What appears from the first line of the data below through the line containing "pub struct StaticMarketLookup", both included, should be copied exactly, and nothing else.

BEGIN Entries shown

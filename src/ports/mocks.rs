use std::collections::{HashMap, HashSet};
use std::sync::{Arc, Mutex};
use async_trait::async_trait;

use crate::domain::{AssetRecord, AssetStub, MarketSnapshot, RawRow};
use super::listing_source::{ListingPage, ListingSource, ListingSourceError};
use super::market_lookup::{LookupError, MarketLookup};

/// Mock listing source serving canned pages and recording requests
///
/// Pages that were not configured come back empty, which ends a crawl.
#[derive(Debug, Default, Clone)]
pub struct StaticListingSource {
    calls: Arc<Mutex<Vec<(String, u32)>>>,
    pages: Arc<Mutex<HashMap<(String, u32), Vec<RawRow>>>>,
    failing: Arc<Mutex<HashSet<(String, u32)>>>,
}

impl StaticListingSource {
    pub fn new() -> Self {
        Self::default()
    }

    /// Builder method to set the rows of one page
    pub fn with_page(self, exchange_id: &str, page: u32, rows: Vec<RawRow>) -> Self {
        self.pages
            .lock()
            .unwrap()
            .insert((exchange_id.to_string(), page), rows);
        self
    }

    /// Builder method to make one page fail with a transport error
    pub fn with_failure(self, exchange_id: &str, page: u32) -> Self {
        self.failing
            .lock()
            .unwrap()
            .insert((exchange_id.to_string(), page));
        self
    }

    /// Get all recorded `(exchange, page)` requests
    pub fn get_calls(&self) -> Vec<(String, u32)> {
        self.calls.lock().unwrap().clone()
    }
}

#[async_trait]
impl ListingSource for StaticListingSource {
    fn name(&self) -> &str {
        "static"
    }

    async fn fetch_page(&self, exchange_id: &str, page: u32) -> Result<ListingPage, ListingSourceError> {
        let key = (exchange_id.to_string(), page);
        self.calls.lock().unwrap().push(key.clone());

        if self.failing.lock().unwrap().contains(&key) {
            return Err(ListingSourceError::Transport("connection reset".to_string()));
        }

        let rows = self.pages.lock().unwrap().get(&key).cloned().unwrap_or_default();
        Ok(ListingPage::new(
            format!("https://listings.test/{}/{}", exchange_id, page),
            rows,
        ))
    }
}

/// Mock market lookup with canned search hits and asset details
#[derive(Debug, Default, Clone)]
pub struct StaticMarketLookup {
    search_calls: Arc<Mutex<Vec<String>>>,
    detail_calls: Arc<Mutex<Vec<String>>>,
    stubs: Arc<Mutex<HashMap<String, Vec<AssetStub>>>>,
    details: Arc<Mutex<HashMap<String, AssetRecord>>>,
    markets: Arc<Mutex<HashMap<u32, Vec<MarketSnapshot>>>>,
    failing: Arc<Mutex<HashSet<String>>>,
    failing_pages: Arc<Mutex<HashSet<u32>>>,
}

impl StaticMarketLookup {
    pub fn new() -> Self {
        Self::default()
    }

    /// Builder method to set search results for a symbol (matched case-insensitively)
    pub fn with_search(self, symbol: &str, stubs: Vec<AssetStub>) -> Self {
        self.stubs.lock().unwrap().insert(symbol.to_uppercase(), stubs);
        self
    }

    /// Builder method to register an asset; also used for its details lookup
    pub fn with_asset(self, asset: AssetRecord) -> Self {
        self.details
            .lock()
            .unwrap()
            .insert(asset.external_id.clone(), asset);
        self
    }

    /// Builder method to set one page of the market-cap listing
    pub fn with_markets_page(self, page: u32, rows: Vec<MarketSnapshot>) -> Self {
        self.markets.lock().unwrap().insert(page, rows);
        self
    }

    /// Builder method to make a search symbol or asset id fail
    pub fn with_failure(self, key: &str) -> Self {
        self.failing.lock().unwrap().insert(key.to_string());
        self
    }

    /// Builder method to make one markets page fail
    pub fn with_markets_failure(self, page: u32) -> Self {
        self.failing_pages.lock().unwrap().insert(page);
        self
    }

    pub fn get_search_calls(&self) -> Vec<String> {
        self.search_calls.lock().unwrap().clone()
    }

    pub fn get_detail_calls(&self) -> Vec<String> {
        self.detail_calls.lock().unwrap().clone()
    }
}

#[async_trait]
impl MarketLookup for StaticMarketLookup {
    async fn search(&self, symbol: &str) -> Result<Vec<AssetStub>, LookupError> {
        self.search_calls.lock().unwrap().push(symbol.to_string());
        if self.failing.lock().unwrap().contains(symbol) {
            return Err(LookupError::Status {
                status: 500,
                body: "search failed".to_string(),
            });
        }
        Ok(self
            .stubs
            .lock()
            .unwrap()
            .get(&symbol.to_uppercase())
            .cloned()
            .unwrap_or_default())
    }

    async fn details(&self, external_id: &str) -> Result<AssetRecord, LookupError> {
        self.detail_calls.lock().unwrap().push(external_id.to_string());
        if self.failing.lock().unwrap().contains(external_id) {
            return Err(LookupError::Transport("timed out".to_string()));
        }
        self.details
            .lock()
            .unwrap()
            .get(external_id)
            .cloned()
            .ok_or_else(|| LookupError::Status {
                status: 404,
                body: format!("coin {} not found", external_id),
            })
    }

    async fn markets_page(&self, page: u32, _per_page: u32) -> Result<Vec<MarketSnapshot>, LookupError> {
        if self.failing_pages.lock().unwrap().contains(&page) {
            return Err(LookupError::RateLimited);
        }
        Ok(self.markets.lock().unwrap().get(&page).cloned().unwrap_or_default())
    }
}

#[cfg(test)]
mod tests {
    use super::*;
    use std::collections::{BTreeMap, BTreeSet};

    #[tokio::test]
    async fn test_static_listing_source() {
        let source = StaticListingSource::new()
            .with_page("mxc", 1, vec![RawRow::new(vec!["2025-11-10".into()])])
            .with_failure("mxc", 2);

        let page = source.fetch_page("mxc", 1).await.unwrap();
        assert_eq!(page.rows.len(), 1);
        assert!(source.fetch_page("mxc", 2).await.is_err());
        assert!(source.fetch_page("mxc", 3).await.unwrap().is_end());
        assert_eq!(source.get_calls().len(), 3);
    }

    #[tokio::test]
    async fn test_static_market_lookup() {
        let asset = AssetRecord {
            external_id: "foo".to_string(),
            symbol: "foo".to_string(),
            name: "Foo".to_string(),
            market_cap_usd: Some(1.0),
            chain_addresses: BTreeMap::new(),
            venues: BTreeSet::new(),
        };
        let lookup = StaticMarketLookup::new()
            .with_search(
                "foo",
                vec![AssetStub {
                    external_id: "foo".to_string(),
                    symbol: "foo".to_string(),
                    name: "Foo".to_string(),
                    market_cap_rank: None,
                }],
            )
            .with_asset(asset.clone());

        assert_eq!(lookup.search("FOO").await.unwrap().len(), 1);
        assert_eq!(lookup.details("foo").await.unwrap(), asset);
        assert!(lookup.details("bar").await.is_err());
        assert_eq!(lookup.get_search_calls(), vec!["FOO".to_string()]);
        assert_eq!(lookup.get_detail_calls(), vec!["foo".to_string(), "bar".to_string()]);
    }
}
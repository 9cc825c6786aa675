mod cmd;
mod logging;

use std::path::PathBuf;

use clap::{Parser, Subcommand, ValueEnum};

use aihub_core::install::Storage;
use aihub_core::AihubError;
use logging::LogConfig;

#[derive(Parser)]
// The version flag stays on the top-level command only: subcommands use -V
// for --verbose.
#[command(
    name = "aihub",
    about = "Install the aihub operator stack onto a Kubernetes cluster via OLM",
    version
)]
struct Cli {
    #[command(subcommand)]
    command: Commands,
}

#[derive(Clone, Copy, PartialEq, Eq, ValueEnum)]
enum LogLevel {
    Info,
    Error,
}

#[derive(Clone, Copy, PartialEq, Eq, ValueEnum)]
enum StorageArg {
    Nfs,
}

#[derive(Subcommand)]
enum Commands {
    /// List the operators installed in a namespace
    CheckInstalled {
        /// Namespace where the operators are installed
        #[arg(long, short = 'e', default_value = "operators")]
        namespace: String,
    },

    /// Package a local operator bundle and publish it to the catalog
    Register {
        /// Path to the operator bundle
        #[arg(long)]
        path: PathBuf,

        /// Operator name
        #[arg(long)]
        operator: String,

        /// Install on OpenShift instead of plain Kubernetes
        #[arg(long)]
        openshift: bool,

        /// Logging path (default: the bundle path)
        #[arg(long)]
        logpath: Option<PathBuf>,

        /// Logging level
        #[arg(long, short = 'l', value_enum, ignore_case = true, default_value = "error")]
        loglevel: LogLevel,

        /// Print INFO messages, same as --loglevel info
        #[arg(long, short = 'V')]
        verbose: bool,
    },

    /// Install the full aihub platform stack
    Install {
        /// Namespace where the applications will be installed
        #[arg(long, short = 'e', default_value = "operators")]
        namespace: String,

        /// Storage class for pvcs
        #[arg(long, short = 's', value_enum)]
        storage: Option<StorageArg>,

        /// Install on OpenShift instead of plain Kubernetes
        #[arg(long)]
        openshift: bool,

        /// Logging level
        #[arg(long, short = 'l', value_enum, ignore_case = true, default_value = "error")]
        loglevel: LogLevel,

        /// Print INFO messages, same as --loglevel info
        #[arg(long, short = 'V')]
        verbose: bool,
    },

    /// Install one registered operator from the catalog
    InstallOperator {
        /// Name of the operator to be installed
        #[arg(long, short = 'o')]
        operator: String,

        /// Subscription manifest for the operator (generated when omitted)
        #[arg(long = "subscription-file", short = 'f')]
        subscription_file: Option<PathBuf>,

        /// Install on OpenShift instead of plain Kubernetes
        #[arg(long)]
        openshift: bool,

        /// Logging path (default: the current directory)
        #[arg(long)]
        logpath: Option<PathBuf>,

        /// Logging level
        #[arg(long, short = 'l', value_enum, ignore_case = true, default_value = "error")]
        loglevel: LogLevel,

        /// Print INFO messages, same as --loglevel info
        #[arg(long, short = 'V')]
        verbose: bool,
    },
}

fn level_for(loglevel: LogLevel, verbose: bool) -> tracing::Level {
    if verbose || loglevel == LogLevel::Info {
        tracing::Level::INFO
    } else {
        tracing::Level::ERROR
    }
}

fn main() {
    let cli = Cli::parse();
    if let Err(err) = dispatch(cli) {
        eprintln!("error: {err:#}");
        let code = err
            .downcast_ref::<AihubError>()
            .map(AihubError::exit_code)
            .unwrap_or(1);
        std::process::exit(code);
    }
}

fn dispatch(cli: Cli) -> anyhow::Result<()> {
    match cli.command {
        Commands::CheckInstalled { namespace } => {
            logging::init(&LogConfig {
                level: tracing::Level::ERROR,
                file: None,
            })?;
            cmd::check_installed::run(&namespace)
        }
        Commands::Register {
            path,
            operator,
            openshift: _,
            logpath,
            loglevel,
            verbose,
        } => {
            let operator = operator.to_lowercase();
            let log_dir = logpath.unwrap_or_else(|| path.clone());
            let log_file = logging::operator_log_path(&log_dir, &operator);
            logging::init(&LogConfig {
                level: level_for(loglevel, verbose),
                file: Some(&log_file),
            })?;
            cmd::register::run(&path, &operator)
        }
        Commands::Install {
            namespace,
            storage,
            openshift,
            loglevel,
            verbose,
        } => {
            logging::init(&LogConfig {
                level: level_for(loglevel, verbose),
                file: None,
            })?;
            let storage = match storage {
                Some(StorageArg::Nfs) => Storage::Nfs,
                None => Storage::Default,
            };
            cmd::install::run(&namespace, storage, openshift)
        }
        Commands::InstallOperator {
            operator,
            subscription_file,
            openshift: _,
            logpath,
            loglevel,
            verbose,
        } => {
            let operator = operator.to_lowercase();
            let log_dir = match logpath {
                Some(dir) => dir,
                None => std::env::current_dir()?,
            };
            let log_file = logging::operator_log_path(&log_dir, &operator);
            logging::init(&LogConfig {
                level: level_for(loglevel, verbose),
                file: Some(&log_file),
            })?;
            cmd::install_operator::run(&operator, subscription_file.as_deref())
        }
    }
}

END Entries shown

» **Written response**
filename src/ports/mocks.rs
use std::collections::{HashMap, HashSet};
use std::sync::{Arc, Mutex};
use async_trait::async_trait;

use crate::domain::{AssetRecord, AssetStub, MarketSnapshot, RawRow};
use super::listing_source::{ListingPage, ListingSource, ListingSourceError};
use super::market_lookup::{LookupError, MarketLookup};

/// Mock listing source serving canned pages and recording requests
///
/// Pages that were not configured come back empty, which ends a crawl.
#[derive(Debug, Default, Clone)]
pub struct StaticListingSource {
    calls: Arc<Mutex<Vec<(String, u32)>>>,
    pages: Arc<Mutex<HashMap<(String, u32), Vec<RawRow>>>>,
    failing: Arc<Mutex<HashSet<(String, u32)>>>,
}

impl StaticListingSource {
    pub fn new() -> Self {
        Self::default()
    }

    /// Builder method to set the rows of one page
    pub fn with_page(self, exchange_id: &str, page: u32, rows: Vec<RawRow>) -> Self {
        self.pages
            .lock()
            .unwrap()
            .insert((exchange_id.to_string(), page), rows);
        self
    }

    /// Builder method to make one page fail with a transport error
    pub fn with_failure(self, exchange_id: &str, page: u32) -> Self {
        self.failing
            .lock()
            .unwrap()
            .insert((exchange_id.to_string(), page));
        self
    }

    /// Get all recorded `(exchange, page)` requests
    pub fn get_calls(&self) -> Vec<(String, u32)> {
        self.calls.lock().unwrap().clone()
    }
}

#[async_trait]
impl ListingSource for StaticListingSource {
    fn name(&self) -> &str {
        "static"
    }

    async fn fetch_page(&self, exchange_id: &str, page: u32) -> Result<ListingPage, ListingSourceError> {
        let key = (exchange_id.to_string(), page);
        self.calls.lock().unwrap().push(key.clone());

        if self.failing.lock().unwrap().contains(&key) {
            return Err(ListingSourceError::Transport("connection reset".to_string()));
        }

        let rows = self.pages.lock().unwrap().get(&key).cloned().unwrap_or_default();
        Ok(ListingPage::new(
            format!("https://listings.test/{}/{}", exchange_id, page),
            rows,
        ))
    }
}

/// Mock market lookup with canned search hits and asset details
#[derive(Debug, Default, Clone)]
pub struct StaticMarketLookup {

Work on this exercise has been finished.